Soon after posting that message, Pu Zhiqiang was taken away by the police.
Freedom of speech
Mr Pu has been charged with creating a disturbance, inciting ethnic hatred and separatism.
After an initial investigation, prosecutors referred the case back to the police, citing a lack of evidence. Pu Zhiqiang could be sitting in prison indefinitely.
Mr Pu admitted to his lawyer that he clearly remembers writing most of the messages on the list, though both men deny Mr Pu's online musings constitute a crime.
"This case is very important," Mo Shaoping explains. "It is about lawyers' basic rights, but it's also about the freedom of speech that concerns every citizen of China.

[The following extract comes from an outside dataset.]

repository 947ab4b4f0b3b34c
pub mod auth;

pub use auth::{auth_middleware, CurrentUser};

"The Chinese constitution guarantees freedom of speech for every citizen."
There is little hope that Pu Zhiqiang will walk free. Dozens of human rights lawyers have been prosecuted in recent years, part of a crackdown on human rights advocates since Chinese President Xi Jinping came to power.
Two weeks ago, Mr Pu celebrated his 50th birthday behind bars. Presumably, it was a quiet day. Mr Pu has not seen his wife or young son since he was taken away.
However, his lawyer says that his client's living conditions have improved.
He sleeps in a room with 20 or 30 others," Mr Mo explains. "The guards look after him though; they gave him a thick blanket to place on the floor to sleep on, instead of a wooden board, like the other prisoners."
For months after Pu Zhiqiang was first detained, he was subjected to hours of intense questioning every day.
However, now that part of the investigation seems to have come to an end, leaving Mr Pu with more time to rest.
He spends his time reading whatever books are available in prison, including legal textbooks and the Bible.
In a poetic twist, the most recent book he finished: Gabriel Garcia Marquez's classic novel 100 Years of Solitude.